**Problem to solve:**
Nothing but the lines from the one containing "self.partial.drain(..consumed);" through the one containing "text.rfind(LAST_ACCOUNT_MARKER)", both included, should be given again, each exactly as written below.

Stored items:

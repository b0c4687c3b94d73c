//! Account report scanner for the development node's stdout.
//!
//! The node prints its seeded accounts once, bracketed by a disclaimer:
//!
//! ```text
//! WARNING: These accounts, and their private keys, are publicly known.
//! Any funds sent to them on Mainnet or any other live network WILL BE LOST.
//!
//! Account #0: 0xf39Fd6e51aad88F6F4ce6aB8827279cffFb92266 (10000 ETH)
//! Private Key: 0xac0974bec39a17e36ba4a6b4d238ff944bacb478cbed5efcae784d7bf4f2ff80
//! ...
//! ```
//!
//! Output arrives in arbitrary chunks, so [`OutputBuffer`] accumulates it and
//! [`harvest`] rescans the whole text each time. The report is small, which
//! keeps the rescan cheap.

use crate::model::{Account, AccountSet, DEFAULT_BALANCE};
use once_cell::sync::Lazy;
use regex::Regex;

pub const DISCLAIMER_MARKER: &str =
    "WARNING: These accounts, and their private keys, are publicly known.";
pub const LAST_ACCOUNT_MARKER: &str = "Account #19:";

const ACCOUNT_MARKER: &str = "Account #";
const PRIVATE_KEY_MARKER: &str = "Private Key:";

static ADDRESS_PATTERN: Lazy<Regex> =
    Lazy::new(|| Regex::new(r"\b0x[a-fA-F0-9]{40}\b").expect("address regex should compile"));
static BALANCE_PATTERN: Lazy<Regex> = Lazy::new(|| {
    Regex::new(r"\((\d+(?:\.\d+)?) ETH\)").expect("balance regex should compile")
});
static PRIVATE_KEY_PATTERN: Lazy<Regex> = Lazy::new(|| {
    Regex::new(r"\b0x[a-fA-F0-9]{64}\b").expect("private key regex should compile")
});

/// Growing text buffer fed with raw stdout chunks in arrival order.
#[derive(Debug, Default)]
pub struct OutputBuffer {
    text: String,
    // Trailing bytes of a UTF-8 sequence cut by a chunk boundary.
    partial: Vec<u8>,
}

impl OutputBuffer {
    pub fn new() -> Self {
        Self::default()
    }

    pub fn push(&mut self, chunk: &[u8]) {
        self.partial.extend_from_slice(chunk);
        let mut consumed = 0;
        loop {
            match std::str::from_utf8(&self.partial[consumed..]) {
                Ok(valid) => {
                    self.text.push_str(valid);
                    consumed = self.partial.len();
                    break;
                }
                Err(e) => {
                    let valid_end = consumed + e.valid_up_to();
                    self.text
                        .push_str(&String::from_utf8_lossy(&self.partial[consumed..valid_end]));
                    match e.error_len() {
                        Some(bad) => {
                            self.text.push(char::REPLACEMENT_CHARACTER);
                            consumed = valid_end + bad;
                        }
                        None => {
                            consumed = valid_end;
                            break;
                        }
                    }
                }
            }
        }
        self.partial.drain(..consumed);
    }

    pub fn as_str(&self) -> &str {
        &self.text
    }

    /// Drop everything accumulated so far.
    pub fn clear(&mut self) {
        self.text.clear();
        self.partial.clear();
    }
}

/// Outcome of scanning the accumulated output.
#[derive(Debug, Clone, PartialEq, Eq)]
pub enum Harvest {
    /// The account report has not been fully printed yet.
    Pending,
    /// The report is present and yielded a full account set.
    Complete(AccountSet),
    /// The report has been printed in full but only `found` valid records could be extracted.
    Incomplete { found: usize },
}

/// Both completion markers are present somewhere in `text`.
pub fn report_complete(text: &str) -> bool {
    text.contains(DISCLAIMER_MARKER) && text.contains(LAST_ACCOUNT_MARKER)
}

pub fn harvest(text: &str) -> Harvest {
    if !report_complete(text) {
        return Harvest::Pending;
    }
    let accounts = parse_accounts(text);
    let found = accounts.len();
    match AccountSet::try_from(accounts) {
        Ok(set) => Harvest::Complete(set),
        Err(_) if report_settled(text) => Harvest::Incomplete { found },
        // The last block may still be arriving.
        Err(_) => Harvest::Pending,
    }
}

/// The last account line and the line after it have both been terminated.
fn report_settled(text: &str) -> bool {
    text.rfind(LAST_ACCOUNT_MARKER)
        .map(|pos| text[pos..].matches('\n').count() >= 2)
        .unwrap_or(false)
}

/// Address and balance captured from an `Account #` line, waiting for its key.
struct PendingAccount {
    address: String,
    balance: String,
}

/// Extract every complete account record from `text`, in encounter order.
pub fn parse_accounts(text: &str) -> Vec<Account> {
    let mut accounts = Vec::new();
    let mut pending: Option<PendingAccount> = None;

    for line in text.lines() {
        if line.contains(ACCOUNT_MARKER) {
            pending = ADDRESS_PATTERN.find(line).map(|address| PendingAccount {
                address: address.as_str().to_string(),
                balance: BALANCE_PATTERN
                    .captures(line)
                    .and_then(|caps| caps.get(1))
                    .map(|m| m.as_str().to_string())
                    .unwrap_or_else(|| DEFAULT_BALANCE.to_string()),
            });
        } else if line.contains(PRIVATE_KEY_MARKER) {
            let Some(key) = PRIVATE_KEY_PATTERN.find(line) else {
                continue;
            };
            // A key only counts when its address line came first.
            if let Some(PendingAccount { address, balance }) = pending.take() {
                accounts.push(Account {
                    address,
                    balance,
                    private_key: key.as_str().to_string(),
                });
            }
        }
    }

    accounts
}
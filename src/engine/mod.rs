mod harvest;

pub(crate) use harvest::Harvester;

use crate::model::NodeConfig;
use std::path::Path;
use std::process::{ExitStatus, Stdio};
use thiserror::Error;
use tokio::io::{AsyncBufReadExt, AsyncReadExt, BufReader};
use tokio::process::{Child, ChildStderr, ChildStdout, Command};
use tokio::sync::mpsc;
use tracing::{debug, info, warn};

const READ_CHUNK: usize = 4096;

#[derive(Debug, Error)]
#[error("failed to start `{program}` in {workspace}: {source}")]
pub struct SpawnError {
    pub program: String,
    pub workspace: String,
    pub source: std::io::Error,
}

/// A running node process and the tasks draining its output.
pub struct NodeProcess {
    child: Child,
    pumps: Vec<tokio::task::JoinHandle<()>>,
}

impl NodeProcess {
    /// Spawn the node in `workspace` and forward every stdout chunk, in order, to `chunk_tx`.
    pub fn spawn(
        cfg: &NodeConfig,
        workspace: &Path,
        chunk_tx: mpsc::UnboundedSender<Vec<u8>>,
    ) -> Result<Self, SpawnError> {
        let mut cmd = Command::new(&cfg.program);
        cmd.args(&cfg.args)
            .current_dir(workspace)
            .stdin(Stdio::null())
            .stdout(Stdio::piped())
            .stderr(Stdio::piped())
            .kill_on_drop(true);

        debug!("Spawning node: {:?}", cmd);
        let mut child = cmd.spawn().map_err(|source| SpawnError {
            program: cfg.program.clone(),
            workspace: workspace.display().to_string(),
            source,
        })?;
        info!(
            pid = ?child.id(),
            workspace = %workspace.display(),
            "Started local node `{} {}`",
            cfg.program,
            cfg.args.join(" ")
        );

        let mut pumps = Vec::with_capacity(2);
        if let Some(stdout) = child.stdout.take() {
            pumps.push(tokio::spawn(pump_stdout(stdout, chunk_tx)));
        }
        if let Some(stderr) = child.stderr.take() {
            pumps.push(tokio::spawn(log_stderr(stderr)));
        }

        Ok(Self { child, pumps })
    }

    pub fn id(&self) -> Option<u32> {
        self.child.id()
    }

    /// Exit status if the process has already terminated.
    pub fn try_exited(&mut self) -> Option<ExitStatus> {
        match self.child.try_wait() {
            Ok(status) => status,
            Err(e) => {
                warn!("Failed to poll node process: {e}");
                None
            }
        }
    }

    /// Kill the process, wait for it, and stop draining its output.
    pub async fn kill(mut self) {
        if let Err(e) = self.child.kill().await {
            warn!("Failed to kill node process: {e}");
        }
        for pump in self.pumps.drain(..) {
            pump.abort();
        }
    }
}

/// Read raw stdout chunks until EOF. Chunk boundaries are arbitrary.
async fn pump_stdout(mut stdout: ChildStdout, chunk_tx: mpsc::UnboundedSender<Vec<u8>>) {
    let mut buf = [0u8; READ_CHUNK];
    loop {
        match stdout.read(&mut buf).await {
            Ok(0) => {
                debug!("Node stdout closed");
                break;
            }
            Ok(n) => {
                if chunk_tx.send(buf[..n].to_vec()).is_err() {
                    break;
                }
            }
            Err(e) => {
                warn!("Failed to read node stdout: {e}");
                break;
            }
        }
    }
}

/// Node diagnostics (e.g. "not inside a project") only ever appear on stderr.
async fn log_stderr(stderr: ChildStderr) {
    let mut lines = BufReader::new(stderr).lines();
    while let Ok(Some(line)) = lines.next_line().await {
        info!(target: "devnet_supervisor::node", "{line}");
    }
}
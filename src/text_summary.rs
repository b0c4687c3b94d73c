//! Text rendering of notifications for CLI output.

use crate::model::{AccountSet, Notification};
use std::path::Path;

/// Pre-formatted lines for text output.
pub(crate) struct TextSummary {
    pub lines: Vec<String>,
}

pub(crate) fn build_account_summary(workspace: &Path, accounts: &AccountSet) -> TextSummary {
    let mut lines = vec![
        format!("Accounts for {}", workspace.display()),
        String::new(),
    ];
    for (index, account) in accounts.iter().enumerate() {
        lines.push(format!(
            "Account #{index:<2} {} ({} ETH)",
            account.address, account.balance
        ));
        lines.push(format!("            {}", account.private_key));
    }
    TextSummary { lines }
}

pub(crate) fn build_text_summary(workspace: &Path, notification: &Notification) -> TextSummary {
    match notification {
        Notification::Accounts { accounts } => build_account_summary(workspace, accounts),
        Notification::Error { message } => TextSummary {
            lines: vec![format!("Error: {message}")],
        },
    }
}
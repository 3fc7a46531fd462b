//! Shape collections handed from composition to export

use crate::geometry::primitives::{LineSegment, Point, Rectangle};

/// A single drawable shape
#[derive(Debug, Clone, Copy, PartialEq)]
pub enum Shape {
    /// A filled rectangular face
    Face(Rectangle),
    /// A stroked line segment
    Edge(LineSegment),
}

impl Shape {
    /// Lower-left and upper-right corners of the shape's bounding box
    pub fn bounds(&self) -> (Point, Point) {
        match self {
            Self::Face(rectangle) => (rectangle.min(), rectangle.max()),
            Self::Edge(segment) => (
                Point::xy(
                    segment.start.x.min(segment.end.x),
                    segment.start.y.min(segment.end.y),
                ),
                Point::xy(
                    segment.start.x.max(segment.end.x),
                    segment.start.y.max(segment.end.y),
                ),
            ),
        }
    }
}

/// Ordered, immutable collection of shapes
#[derive(Debug, Clone, PartialEq, Default)]
pub struct ShapeList {
    shapes: Vec<Shape>,
}

impl ShapeList {
    /// Number of shapes of any kind
    pub const fn len(&self) -> usize {
        self.shapes.len()
    }

    /// True when the collection holds nothing
    pub const fn is_empty(&self) -> bool {
        self.shapes.is_empty()
    }

    /// Iterate over all shapes in insertion order
    pub fn iter(&self) -> std::slice::Iter<'_, Shape> {
        self.shapes.iter()
    }

    /// The line segments, in insertion order
    pub fn edges(&self) -> impl Iterator<Item = &LineSegment> + '_ {
        self.shapes.iter().filter_map(|shape| match shape {
            Shape::Edge(segment) => Some(segment),
            Shape::Face(_) => None,
        })
    }

    /// The rectangular faces, in insertion order
    pub fn faces(&self) -> impl Iterator<Item = &Rectangle> + '_ {
        self.shapes.iter().filter_map(|shape| match shape {
            Shape::Face(rectangle) => Some(rectangle),
            Shape::Edge(_) => None,
        })
    }

    /// Combined bounding box, or `None` for an empty list
    pub fn bounds(&self) -> Option<(Point, Point)> {
        self.shapes
            .iter()
            .map(Shape::bounds)
            .reduce(|(min_a, max_a), (min_b, max_b)| {
                (
                    Point::xy(min_a.x.min(min_b.x), min_a.y.min(min_b.y)),
                    Point::xy(max_a.x.max(max_b.x), max_a.y.max(max_b.y)),
                )
            })
    }

    /// Concatenate several lists, preserving each one's order
    pub fn concat<'a>(lists: impl IntoIterator<Item = &'a Self>) -> Self {
        lists.into_iter().flat_map(Self::iter).copied().collect()
    }
}

impl FromIterator<Shape> for ShapeList {
    fn from_iter<I: IntoIterator<Item = Shape>>(iter: I) -> Self {
        Self {
            shapes: iter.into_iter().collect(),
        }
    }
}

impl From<Rectangle> for ShapeList {
    /// The face followed by its four boundary edges
    fn from(rectangle: Rectangle) -> Self {
        std::iter::once(Shape::Face(rectangle))
            .chain(rectangle.edges().into_iter().map(Shape::Edge))
            .collect()
    }
}

impl<'a> IntoIterator for &'a ShapeList {
    type Item = &'a Shape;
    type IntoIter = std::slice::Iter<'a, Shape>;

    fn into_iter(self) -> Self::IntoIter {
        self.shapes.iter()
    }
}
//! CLI entry point for the grid-line drawing generator

use clap::Parser;
use gridlines::io::cli::{Cli, DrawingProcessor};
use gridlines::io::logging::init_logging;

fn main() -> gridlines::Result<()> {
    let cli = Cli::parse();
    init_logging(cli.quiet)?;
    DrawingProcessor::new(cli).process()?;
    Ok(())
}
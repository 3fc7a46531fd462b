//! Layer composition for the grid drawing

/// Overlay of the centered and offset grids into named layers
pub mod composer;
/// Named layers and the composed drawing
pub mod layer;
/// Units, colors and stroke styles
pub mod style;

pub use composer::{DrawingConfig, GridComposer};
pub use layer::{Drawing, Layer};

**Solution for this problem:**
        self.partial.drain(..consumed);
    }

    pub fn as_str(&self) -> &str {
        &self.text
    }

    /// Drop everything accumulated so far.
    pub fn clear(&mut self) {
        self.text.clear();
        self.partial.clear();
    }
}

/// Outcome of scanning the accumulated output.
#[derive(Debug, Clone, PartialEq, Eq)]
pub enum Harvest {
    /// The account report has not been fully printed yet.
    Pending,
    /// The report is present and yielded a full account set.
    Complete(AccountSet),
    /// The report has been printed in full but only `found` valid records could be extracted.
    Incomplete { found: usize },
}

/// Both completion markers are present somewhere in `text`.
pub fn report_complete(text: &str) -> bool {
    text.contains(DISCLAIMER_MARKER) && text.contains(LAST_ACCOUNT_MARKER)
}

pub fn harvest(text: &str) -> Harvest {
    if !report_complete(text) {
        return Harvest::Pending;
    }
    let accounts = parse_accounts(text);
    let found = accounts.len();
    match AccountSet::try_from(accounts) {
        Ok(set) => Harvest::Complete(set),
        Err(_) if report_settled(text) => Harvest::Incomplete { found },
        // The last block may still be arriving.
        Err(_) => Harvest::Pending,
    }
}

/// The last account line and the line after it have both been terminated.
fn report_settled(text: &str) -> bool {
    text.rfind(LAST_ACCOUNT_MARKER)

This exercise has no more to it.